Roseola tagged posts

Yang Perlu Anda Ketahui Tentang Penyakit Roseola

Roseola adalah penyakit menular yang disebabkan oleh virus. Penyakit ini muncul sebagai demam namun disertai dengan ruam pada kulit. Infeksi ini biasanya tidak parah dan menyerang anak-anak usia 6 bulan hingga 2 tahun. Roseola merupakan penyakit yang umum dijumpai, dan kebanyakan anak sudah pernah menderita roseola sebelum mereka masuk usia taman kanak-kanak. Dua jenis strain virus herpes menyebabkan roseola. Beberapa anak akan menderita roseola ringan dan tidak akan menunjukkan adanya indikasi sakit. Namun dalam beberapa kasus tertentu, anak dapat menderita beragam dan gejala tanda penyakit ini. Untungnya, roseola bukan penyakit yang perlu ditakuti. Sangat jarang kasus demam tinggi roseola menyebabkan komplikasi.

Gejala penyakit roseola

Gejala-gejala roseola yang paling sering dijumpai adalah demam tinggi tiba-tiba yang diikuti munculnya ruam-ruam pada kulit. Demam dianggap tinggi apabila suhu tubuh anak berkisar antara 38 hingga 40 derajat Celsius. Demam tersebut biasanya akan bertahan selama 3 hingga 7 hari, dengan ruam akan muncul setelah demam reda (dalam 12 hingga 24 jam). Ruam kulit tersebut memiliki warna merah muda dan bertekstur rata atau timbul. Ruam biasanya akan muncul pertama kali di perut, sebelum menyebar ke wajah, lengan, dan kaki. Kemunculan ruam tersebut merupakan tanda bahwa virus sebentar lagi akan mati. Gejala-gejala lain roseola di antaranya adalah rasa tidak nyaman, pembengkakan kelopak mata, sakit telinga, menurunnya nafsu makan, kelenjar yang bengkak, diare ringan, dan radang tenggorokan atau batuk ringan. Saat anak terpapar virus, akan membutuhkan waktu sekitar 5 hingga 15 hari sebelum gejala-gejala tersebut muncul. Dalam beberapa kasus, anak tidak akan menunjukkan adanya tanda-tanda penyakit roseola yang berarti.

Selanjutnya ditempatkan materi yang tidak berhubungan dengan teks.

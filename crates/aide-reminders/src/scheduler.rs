//! Liveness scheduler for reminders.

use std::time::Duration;

use aide_core::config::DEFAULT_TICK_INTERVAL_SECS;
use aide_core::Notification;
use chrono::{DateTime, Utc};
use tokio::time::{interval, Interval, MissedTickBehavior};
use tracing::info;

use crate::store::ReminderStore;

/// Periodic check that turns due reminders into notifications.
///
/// [`Scheduler::tick`] only mutates the store; rendering the returned
/// notifications is the caller's job. Delivery is exactly-once because
/// `poll` flips each reminder's flag before anything is rendered.
#[derive(Debug, Clone)]
pub struct Scheduler {
    interval: Duration,
}

impl Default for Scheduler {
    fn default() -> Self {
        Self::new(Duration::from_secs(DEFAULT_TICK_INTERVAL_SECS))
    }
}

impl Scheduler {
    /// Create a scheduler with the given cadence.
    pub fn new(interval: Duration) -> Self {
        Self { interval }
    }

    /// The tick cadence.
    pub fn interval(&self) -> Duration {
        self.interval
    }

    /// A timer for the session loop. A tick delayed by a slow external call
    /// is not followed by a burst of catch-up ticks.
    pub fn ticker(&self) -> Interval {
        let mut ticker = interval(self.interval);
        ticker.set_missed_tick_behavior(MissedTickBehavior::Delay);
        ticker
    }

    /// Run one check at `now`.
    pub fn tick(&self, store: &mut ReminderStore, now: DateTime<Utc>) -> Vec<Notification> {
        let notifications: Vec<Notification> = store
            .poll(now)
            .into_iter()
            .filter_map(|id| store.get(id))
            .map(|reminder| Notification::reminder(reminder.id, &reminder.task))
            .collect();

        for notification in &notifications {
            info!("🔔 Reminder {} fired", notification.reminder_id);
        }

        notifications
    }
}
//! Session context and the cooperative session loop.

use aide_core::{CommandParser, SessionConfig};
use aide_reminders::{Reminder, ReminderStore, Scheduler};
use aide_services::UtteranceSource;
use chrono::{DateTime, Utc};
use tracing::{debug, info};

use crate::coordinator::{RenderedResponse, ResponseCoordinator};
use crate::output::ResponseSink;

/// Counters reported when a session ends.
#[derive(Debug, Clone, Copy, Default, PartialEq, Eq)]
pub struct SessionSummary {
    pub utterances: usize,
    pub reminders_created: usize,
    pub reminders_delivered: usize,
}

/// Everything that lives for one assistant session.
///
/// The reminder store starts empty and is discarded with the session.
pub struct Session {
    config: SessionConfig,
    parser: CommandParser,
    store: ReminderStore,
    scheduler: Scheduler,
    coordinator: ResponseCoordinator,
    utterances: usize,
}

impl Session {
    /// Create a session with an empty reminder store.
    pub fn new(config: SessionConfig, coordinator: ResponseCoordinator) -> Self {
        Self {
            parser: CommandParser::new(config.default_city.clone(), config.briefing_limit),
            scheduler: Scheduler::new(config.tick_interval()),
            store: ReminderStore::new(),
            coordinator,
            config,
            utterances: 0,
        }
    }

    pub fn config(&self) -> &SessionConfig {
        &self.config
    }

    /// Snapshot of the session's reminders.
    pub fn reminders(&self) -> Vec<Reminder> {
        self.store.list()
    }

    /// Handle one recognized utterance. Blank input is ignored.
    pub async fn handle_utterance(&mut self, utterance: &str) -> Option<RenderedResponse> {
        let query = utterance.trim().to_lowercase();
        if query.is_empty() {
            return None;
        }

        self.utterances += 1;
        info!("🎙️ Recognized: {}", query);

        let command = self.parser.parse(&query);
        Some(self.coordinator.respond(command, &mut self.store).await)
    }

    /// Run one scheduler tick at the current time.
    pub async fn tick(&mut self) -> Vec<RenderedResponse> {
        self.tick_at(Utc::now()).await
    }

    /// Run one scheduler tick at `now` and render each fired reminder.
    ///
    /// Reminders are marked delivered before rendering starts, so a failed
    /// or slow render never causes a second delivery.
    pub async fn tick_at(&mut self, now: DateTime<Utc>) -> Vec<RenderedResponse> {
        let notifications = self.scheduler.tick(&mut self.store, now);

        let mut responses = Vec::with_capacity(notifications.len());
        for notification in notifications {
            responses.push(self.coordinator.respond(notification, &mut self.store).await);
        }
        responses
    }

    /// Interleave scheduler ticks and user input until input is exhausted
    /// or the process is interrupted, then tear the session down.
    pub async fn run<S, O>(mut self, source: &mut S, sink: &mut O) -> SessionSummary
    where
        S: UtteranceSource + ?Sized,
        O: ResponseSink + ?Sized,
    {
        info!(
            "🚀 Session started (tick every {}s, feed {})",
            self.config.tick_interval_secs, self.config.feed_url
        );

        let mut ticker = self.scheduler.ticker();
        let shutdown = tokio::signal::ctrl_c();
        tokio::pin!(shutdown);

        sink.status(&self.store.list());

        loop {
            tokio::select! {
                _ = ticker.tick() => {
                    let responses = self.tick().await;
                    if !responses.is_empty() {
                        for response in &responses {
                            sink.emit(response);
                        }
                        sink.status(&self.store.list());
                    }
                }
                utterance = source.next_utterance() => {
                    let Some(utterance) = utterance else {
                        debug!("Utterance source exhausted");
                        break;
                    };
                    if let Some(response) = self.handle_utterance(&utterance).await {
                        sink.emit(&response);
                        sink.status(&self.store.list());
                    }
                }
                _ = &mut shutdown => {
                    info!("Interrupted");
                    break;
                }
            }
        }

        self.teardown()
    }

    fn teardown(self) -> SessionSummary {
        let summary = SessionSummary {
            utterances: self.utterances,
            reminders_created: self.store.len(),
            reminders_delivered: self.store.len() - self.store.pending_count(),
        };

        info!(
            "👋 Session ended: {} utterances, discarding {} reminders ({} pending)",
            summary.utterances,
            summary.reminders_created,
            self.store.pending_count()
        );

        summary
    }
}

#[cfg(test)]
mod tests {
    use std::collections::VecDeque;
    use std::sync::{Arc, Mutex};
    use std::time::Duration;

    use aide_core::{AssistantError, Coordinates, Forecast, NewsItem, Result};
    use aide_services::{
        FeedSource, Geocoder, ScriptedSource, SpeechSynthesizer, UtteranceSource, WeatherService,
    };
    use async_trait::async_trait;
    use tokio::time::{sleep_until, Instant};

    use super::*;
    use crate::coordinator::{Collaborators, ResponseKind};

    struct Stub;

    #[async_trait]
    impl Geocoder for Stub {
        async fn resolve(&self, city: &str) -> Result<Option<Coordinates>> {
            if city == "atlantis" {
                return Ok(None);
            }
            Ok(Some(Coordinates { lat: 51.5, lon: -0.12 }))
        }
    }

    #[async_trait]
    impl WeatherService for Stub {
        async fn forecast(&self, _coords: Coordinates) -> Result<Forecast> {
            Ok(Forecast { temperature: 12.0 })
        }
    }

    #[async_trait]
    impl FeedSource for Stub {
        async fn fetch(&self, _url: &str) -> Result<Vec<NewsItem>> {
            Ok(vec![NewsItem::new("Only story", "https://news.example.com/1")])
        }
    }

    /// Fails every utterance, like an unplugged speaker.
    struct Mute;

    #[async_trait]
    impl SpeechSynthesizer for Mute {
        async fn speak(&self, _text: &str) -> Result<()> {
            Err(AssistantError::unavailable("speech synthesis", "muted"))
        }
    }

    #[derive(Default)]
    struct Recorder {
        responses: Vec<RenderedResponse>,
        statuses: Vec<usize>,
    }

    impl ResponseSink for Recorder {
        fn emit(&mut self, response: &RenderedResponse) {
            self.responses.push(response.clone());
        }

        fn status(&mut self, reminders: &[Reminder]) {
            self.statuses.push(reminders.len());
        }
    }

    fn session(speaker: Arc<dyn SpeechSynthesizer>) -> Session {
        let config = SessionConfig::default().with_tick_interval_secs(1);
        let collaborators = Collaborators {
            geocoder: Arc::new(Stub),
            weather: Arc::new(Stub),
            feed: Arc::new(Stub),
            speaker,
        };
        let coordinator = ResponseCoordinator::new(collaborators, &config);
        Session::new(config, coordinator)
    }

    #[derive(Default)]
    struct Spoken(Mutex<Vec<String>>);

    #[async_trait]
    impl SpeechSynthesizer for Spoken {
        async fn speak(&self, text: &str) -> Result<()> {
            self.0.lock().unwrap().push(text.to_string());
            Ok(())
        }
    }

    #[tokio::test]
    async fn test_handle_utterance_lowercases() {
        let mut session = session(Arc::new(Spoken::default()));

        let response = session.handle_utterance("Weather in KANNUR").await.unwrap();
        assert_eq!(response.text, "The current temperature in kannur is 12.0°C.");

        let missing = session.handle_utterance("Weather in Atlantis").await.unwrap();
        assert_eq!(missing.text, "I couldn't find a location named atlantis.");
    }

    #[tokio::test]
    async fn test_blank_utterance_is_ignored() {
        let mut session = session(Arc::new(Spoken::default()));
        assert!(session.handle_utterance("   ").await.is_none());
    }

    #[tokio::test]
    async fn test_reminder_fires_exactly_once() {
        let speaker = Arc::new(Spoken::default());
        let mut session = session(speaker.clone());

        session
            .handle_utterance("Remind me in 1 minute to stretch")
            .await
            .unwrap();
        let due_at = session.reminders()[0].due_at;

        assert!(session.tick_at(due_at - chrono::Duration::seconds(1)).await.is_empty());

        let fired = session.tick_at(due_at).await;
        assert_eq!(fired.len(), 1);
        assert_eq!(fired[0].kind, ResponseKind::Toast);
        assert_eq!(fired[0].text, "Reminder: It's time to stretch!");

        assert!(session.tick_at(due_at).await.is_empty());
        assert!(session.tick_at(due_at + chrono::Duration::hours(1)).await.is_empty());

        let spoken = speaker.0.lock().unwrap();
        assert_eq!(
            spoken.iter().filter(|t| t.starts_with("Reminder:")).count(),
            1
        );
    }

    #[tokio::test]
    async fn test_speech_failure_still_marks_delivered() {
        let mut session = session(Arc::new(Mute));

        session
            .handle_utterance("remind me in 2 minutes to take tea")
            .await
            .unwrap();
        let due_at = session.reminders()[0].due_at;

        let fired = session.tick_at(due_at).await;
        assert_eq!(fired.len(), 1);
        assert!(!fired[0].spoken);
        assert!(session.reminders()[0].delivered);
        assert!(session.tick_at(due_at).await.is_empty());
    }

    #[tokio::test]
    async fn test_parse_failure_does_not_add_reminder() {
        let mut session = session(Arc::new(Spoken::default()));

        let response = session.handle_utterance("remind me to call mom").await.unwrap();
        assert_eq!(response.kind, ResponseKind::ReminderPrompt);
        assert!(session.reminders().is_empty());
    }

    #[tokio::test]
    async fn test_run_until_input_is_exhausted() {
        let session = session(Arc::new(Spoken::default()));
        let mut source = ScriptedSource::new([
            "Remind me in 5 minutes to check email",
            "",
            "Latest news",
            "sing me a song",
        ]);
        let mut sink = Recorder::default();

        let summary = session.run(&mut source, &mut sink).await;

        assert_eq!(
            summary,
            SessionSummary {
                utterances: 3,
                reminders_created: 1,
                reminders_delivered: 0,
            }
        );
        let kinds: Vec<ResponseKind> = sink.responses.iter().map(|r| r.kind).collect();
        assert_eq!(
            kinds,
            vec![ResponseKind::ReminderSet, ResponseKind::News, ResponseKind::Ignored]
        );
        assert_eq!(sink.responses[1].items.len(), 1);
        assert_eq!(sink.statuses.first(), Some(&0));
        assert_eq!(sink.statuses.last(), Some(&1));
    }

    /// Plays its utterances, then holds the input open until `linger` has
    /// passed before reporting exhaustion.
    struct LingeringSource {
        utterances: VecDeque<String>,
        linger: Duration,
        deadline: Option<Instant>,
    }

    #[async_trait]
    impl UtteranceSource for LingeringSource {
        async fn next_utterance(&mut self) -> Option<String> {
            if let Some(utterance) = self.utterances.pop_front() {
                return Some(utterance);
            }
            let deadline = *self.deadline.get_or_insert_with(|| Instant::now() + self.linger);
            sleep_until(deadline).await;
            None
        }
    }

    #[tokio::test(start_paused = true)]
    async fn test_run_delivers_due_reminder_on_tick() {
        let mut session = session(Arc::new(Spoken::default()));
        session
            .store
            .add_at("stretch", 1, Utc::now() - chrono::Duration::minutes(2));

        let mut source = LingeringSource {
            utterances: VecDeque::from(["remind me in 30 minutes to call mom".to_string()]),
            linger: Duration::from_secs(3),
            deadline: None,
        };
        let mut sink = Recorder::default();

        let summary = session.run(&mut source, &mut sink).await;

        assert_eq!(
            summary,
            SessionSummary {
                utterances: 1,
                reminders_created: 2,
                reminders_delivered: 1,
            }
        );

        let toasts: Vec<&RenderedResponse> = sink
            .responses
            .iter()
            .filter(|r| r.kind == ResponseKind::Toast)
            .collect();
        assert_eq!(toasts.len(), 1);
        assert_eq!(toasts[0].text, "Reminder: It's time to stretch!");
        assert!(toasts[0].spoken);
        assert_eq!(
            sink.responses
                .iter()
                .filter(|r| r.kind == ResponseKind::ReminderSet)
                .count(),
            1
        );
        assert_eq!(sink.statuses.last(), Some(&2));
    }
}
//! # Aide
//!
//! Voice assistant session: reads one recognized utterance per line of
//! standard input, answers weather, news and reminder requests, and fires
//! reminders while waiting for input.

use std::path::PathBuf;

use aide_assistant::{ConsoleSink, ResponseCoordinator, Session};
use aide_core::SessionConfig;
use aide_services::StdinSource;
use clap::Parser;
use tracing::info;
use tracing_subscriber::{EnvFilter, FmtSubscriber};

/// Command-line flags. Each one overrides the value from `--config`.
#[derive(Debug, Parser)]
#[command(name = "aide", version, about = "Voice assistant for weather, news and reminders")]
struct Args {
    /// JSON session configuration file.
    #[arg(long, env = "AIDE_CONFIG")]
    config: Option<PathBuf>,

    /// RSS or Atom feed used for news briefings.
    #[arg(long, env = "AIDE_FEED_URL")]
    feed_url: Option<String>,

    /// Seconds between reminder checks.
    #[arg(long, env = "AIDE_TICK_INTERVAL_SECS")]
    tick_interval_secs: Option<u64>,

    /// City used when a weather query names none.
    #[arg(long, env = "AIDE_DEFAULT_CITY")]
    default_city: Option<String>,

    /// Number of headlines per briefing.
    #[arg(long, env = "AIDE_BRIEFING_LIMIT")]
    briefing_limit: Option<usize>,

    /// Timeout for each external call, in milliseconds.
    #[arg(long, env = "AIDE_REQUEST_TIMEOUT_MS")]
    request_timeout_ms: Option<u64>,

    /// Text-to-speech command, e.g. "espeak -v en".
    #[arg(long, env = "AIDE_SPEECH_COMMAND")]
    speech_command: Option<String>,
}

impl Args {
    fn into_config(self) -> anyhow::Result<SessionConfig> {
        let mut config = match &self.config {
            Some(path) => SessionConfig::from_json_file(path)?,
            None => SessionConfig::default(),
        };

        if let Some(url) = self.feed_url {
            config = config.with_feed_url(url);
        }
        if let Some(secs) = self.tick_interval_secs {
            config = config.with_tick_interval_secs(secs);
        }
        if let Some(city) = self.default_city {
            config = config.with_default_city(city);
        }
        if let Some(limit) = self.briefing_limit {
            config = config.with_briefing_limit(limit);
        }
        if let Some(timeout_ms) = self.request_timeout_ms {
            config = config.with_request_timeout_ms(timeout_ms);
        }
        if let Some(command) = self.speech_command {
            config = config.with_speech_command(command);
        }

        config.validate()?;
        Ok(config)
    }
}

#[tokio::main]
async fn main() -> anyhow::Result<()> {
    // Logs go to stderr; stdout carries the conversation.
    let subscriber = FmtSubscriber::builder()
        .with_env_filter(EnvFilter::try_from_default_env().unwrap_or_else(|_| EnvFilter::new("info")))
        .with_writer(std::io::stderr)
        .finish();
    tracing::subscriber::set_global_default(subscriber)?;

    let config = Args::parse().into_config()?;

    info!("🤖 Aide starting...");

    let coordinator = ResponseCoordinator::from_config(&config)?;
    let session = Session::new(config, coordinator);

    println!("Try: 'Weather in Kannur', 'Latest News', or 'Remind me in 1 minute to check email'");

    let mut source = StdinSource::new();
    let mut sink = ConsoleSink::stdout();
    let summary = session.run(&mut source, &mut sink).await;

    info!(
        "Delivered {} of {} reminders",
        summary.reminders_delivered, summary.reminders_created
    );

    Ok(())
}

Perbedaan roseola dan campak

Banyak orang salah mengira bahwa ruam kulit roseola dianggap sebagai ruam kulit akibat campak.Padahal, kedua jenis ruam tersebut sangatlah berbeda. Ruam campak berwarna merah atau coklat kemerahan, dan akan muncul pertama kali di wajah dan menjalar menyebar ke bagian tubuh lain. Sementara itu, ruam roseola berwarna merah muda dan akan muncul pertama kali di perut sebelum menyebar ke bagian tubuh lain seperti wajah dan lengan. Anak-anak dengan penyakit roseola akan merasa lebih sehat saat ruam mulai muncul. Berbeda dengan anak dengan campak, biasanya mereka masih sakit saat memiliki ruam.

Penyebab roseola pada bayi dan dewasa

Umumnya roseola disebabkan karena paparan terhadap virus herpes manusia (HHV) tipe 6 atau HHV tipe 7. Sama halnya seperti virus lain, roseola menyebar melalui droplet cairan kecil saat seseorang batuk, berbicara, atau bersin. Masa inkubasi roseola adalah 14 hari. Ini berarti anak-anak yang menderita roseola, namun belum menunjukkan tanda-tanda apapun dapat dengan mudah menyebarkan infeksi ini ke orang lain. Selain itu, meskipun jarang ditemukan, orang dewasa masih dapat terkena roseola apabila mereka belum pernah menderita penyakit ini sebelumnya. Pada orang dewasa, penyakit ini lebih ringan, namun mereka masih dapat menularkannya pada anak-anak.

Anak-anak dengan roseola umumnya akan sembuh dengan sendirinya setelah beberapa hari tanpa perlu adanya perawatan medis khusus. Pada beberapa kasus, roseola dapat menyebabkan kejang febrile. Dan dalam kasus yang langka, penyakit ini dapat menyebabkan komplikasi serius seperti encephalitis, meningitis, hepatitis, dan pneumonia. Kebanyakan anak-anak juga akan mengembangkan antibodi terhadap roseola saat mereka menginjak usia sekolah, sehingga mereka akan kebal terhadap penyakit ini.